31 July 2023

Riot and insurance: guaranteed chaos?

Florence Lustman, President of France Assureurs, recently expressed her concern about the damage caused by the riots. Indeed, the damage caused during the popular mobilization in reaction to Nahel’s death on June 27 has already been estimated at 1 billion euros.

According to the federation, 55% of this urban violence affected professional property.

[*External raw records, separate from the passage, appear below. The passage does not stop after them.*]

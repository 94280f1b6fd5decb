//! Black-Scholes-Merton closed-form model for European options.
//!
//! ## Mathematical Formulas
//!
//! **Call Price**: C = S·e^(-cT)·N(d₁) - K·e^(-rT)·N(d₂)
//! **Put Price**: P = C + K·e^(-rT) - S·e^(-cT) (put-call parity)
//!
//! Where:
//! - d₁ = (ln(S/K) + (r - c + σ²/2)T) / (σ√T)
//! - d₂ = d₁ - σ√T
//!
//! The put is derived from the call through parity, so `C - P` equals
//! `S·e^(-cT) - K·e^(-rT)` to floating-point precision by construction.

use pricer_core::math::{norm_cdf, norm_pdf};
use pricer_core::types::params::require_positive;
use pricer_core::types::{OptionRight, PricingError, PricingParameters};

/// First-order sensitivities plus gamma for one option right.
#[derive(Clone, Copy, Debug, Default, PartialEq)]
#[cfg_attr(feature = "serde", derive(serde::Serialize, serde::Deserialize))]
pub struct Greeks {
    /// ∂V/∂S
    pub delta: f64,
    /// ∂²V/∂S²
    pub gamma: f64,
    /// ∂V/∂σ
    pub vega: f64,
    /// ∂V/∂t (calendar time, usually negative)
    pub theta: f64,
    /// ∂V/∂r
    pub rho: f64,
}

/// Black-Scholes-Merton model bound to one strike.
///
/// `d1` and `d2` are computed once at construction and kept as diagnostic
/// values.
///
/// # Examples
/// ```
/// use pricer_core::types::PricingParameters;
/// use pricer_models::analytical::BlackScholes;
///
/// let params = PricingParameters::new(100.0, 1.0, 0.05, 0.0, 0.2).unwrap();
/// let bs = BlackScholes::new(params, 100.0).unwrap();
///
/// assert!((bs.price_call() - 10.4506).abs() < 1e-3);
///
/// // Put-call parity: C - P = S·e^(-cT) - K·e^(-rT)
/// let parity = bs.price_call() - bs.price_put() - (100.0 - 100.0 * (-0.05_f64).exp());
/// assert!(parity.abs() < 1e-10);
/// ```
#[derive(Debug, Clone)]
pub struct BlackScholes {
    params: PricingParameters,
    /// Strike price (K)
    strike: f64,
    d1: f64,
    d2: f64,
}

impl BlackScholes {
    /// Creates the model and evaluates `d1`, `d2`.
    ///
    /// `T > 0` and `σ > 0` are guaranteed by [`PricingParameters`].
    ///
    /// # Errors
    /// - `PricingError::InvalidParameter` if the strike is not positive and finite
    pub fn new(params: PricingParameters, strike: f64) -> Result<Self, PricingError> {
        require_positive("strike", strike)?;

        let sigma = params.volatility();
        let expiry = params.maturity();
        let vol_sqrt_t = sigma * expiry.sqrt();

        let log_moneyness = (params.spot() / strike).ln();
        let drift = (params.rate() - params.dividend_yield() + 0.5 * sigma * sigma) * expiry;
        let d1 = (log_moneyness + drift) / vol_sqrt_t;
        let d2 = d1 - vol_sqrt_t;

        Ok(Self {
            params,
            strike,
            d1,
            d2,
        })
    }

    /// Returns the market parameters.
    #[inline]
    pub fn params(&self) -> &PricingParameters {
        &self.params
    }

    /// Returns the strike.
    #[inline]
    pub fn strike(&self) -> f64 {
        self.strike
    }

    /// The d₁ term.
    #[inline]
    pub fn d1(&self) -> f64 {
        self.d1
    }

    /// The d₂ term, d₁ - σ√T.
    #[inline]
    pub fn d2(&self) -> f64 {
        self.d2
    }

    /// European call price.
    #[inline]
    pub fn price_call(&self) -> f64 {
        let p = &self.params;
        p.yield_factor() * p.spot() * norm_cdf(self.d1)
            - p.discount_factor() * self.strike * norm_cdf(self.d2)
    }

    /// European put price via put-call parity.
    #[inline]
    pub fn price_put(&self) -> f64 {
        let p = &self.params;
        self.price_call() + self.strike * p.discount_factor() - p.spot() * p.yield_factor()
    }

    /// Price for the given right.
    pub fn price(&self, right: OptionRight) -> f64 {
        match right {
            OptionRight::Call => self.price_call(),
            OptionRight::Put => self.price_put(),
        }
    }

    /// Analytical Greeks for the given right.
    ///
    /// - Delta: e^(-cT)·N(d₁) for calls, e^(-cT)·(N(d₁) - 1) for puts
    /// - Gamma: e^(-cT)·φ(d₁) / (S·σ·√T)
    /// - Vega: S·e^(-cT)·√T·φ(d₁)
    /// - Theta: -S·e^(-cT)·φ(d₁)·σ/(2√T) ∓ r·K·e^(-rT)·N(±d₂) ± c·S·e^(-cT)·N(±d₁)
    /// - Rho: ±K·T·e^(-rT)·N(±d₂)
    pub fn greeks(&self, right: OptionRight) -> Greeks {
        let p = &self.params;
        let (s, k, t) = (p.spot(), self.strike, p.maturity());
        let (r, c, sigma) = (p.rate(), p.dividend_yield(), p.volatility());
        let sqrt_t = t.sqrt();
        let df = p.discount_factor();
        let yf = p.yield_factor();
        let pdf_d1 = norm_pdf(self.d1);

        let gamma = yf * pdf_d1 / (s * sigma * sqrt_t);
        let vega = s * yf * sqrt_t * pdf_d1;
        let decay = -(s * yf * pdf_d1 * sigma) / (2.0 * sqrt_t);

        match right {
            OptionRight::Call => Greeks {
                delta: yf * norm_cdf(self.d1),
                gamma,
                vega,
                theta: decay - r * k * df * norm_cdf(self.d2) + c * s * yf * norm_cdf(self.d1),
                rho: k * t * df * norm_cdf(self.d2),
            },
            OptionRight::Put => Greeks {
                delta: yf * (norm_cdf(self.d1) - 1.0),
                gamma,
                vega,
                theta: decay + r * k * df * norm_cdf(-self.d2)
                    - c * s * yf * norm_cdf(-self.d1),
                rho: -k * t * df * norm_cdf(-self.d2),
            },
        }
    }
}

During these demonstrations, shopkeepers were victims of looting, their windows were vandalized and buildings were set on fire, severely affecting their business.

While the government has appealed to the goodwill of insurers, disaster victims remain dubious about their compensation in view of (I) the presumption of legal exclusion from compensation and (II) the absence of a precise definition of the notion of riot.

I. Insurers’ response to guarantee the effectiveness of the presumption of legal exclusion

Article L. 121-8 of the French Insurance Code states that “Unless otherwise agreed, the insurer shall not be liable for loss or damage caused by foreign war, civil war, riots or civil commotion.

It is clear from this article that damage resulting from acts of collective violence is not compensated, as claims arising from such events can quickly exceed the financial capacities of companies.

However, this legal provision allows the parties to circumvent this presumption of legal exclusion of warranty by means of a “contrary agreement”. As insurance is a consensual contract governed by freedom of contract, insurers are perfectly entitled to insert clauses excluding coverage.

Consequently, damage caused during riots falls within the scope of article L. 121-8 of the French Insurance Code, if the contract so provides.

On this point, the French Supreme Court[1] first ruled that the warranty is only payable if the legal exclusion is expressly set aside. Then, in a second stage[2], it allowed a simple implicit expression of intent by the parties to defeat the application of the legal exclusion. It is therefore permissible for trial judges to deduce from contractual stipulations their intention to override the legal presumption of exclusion.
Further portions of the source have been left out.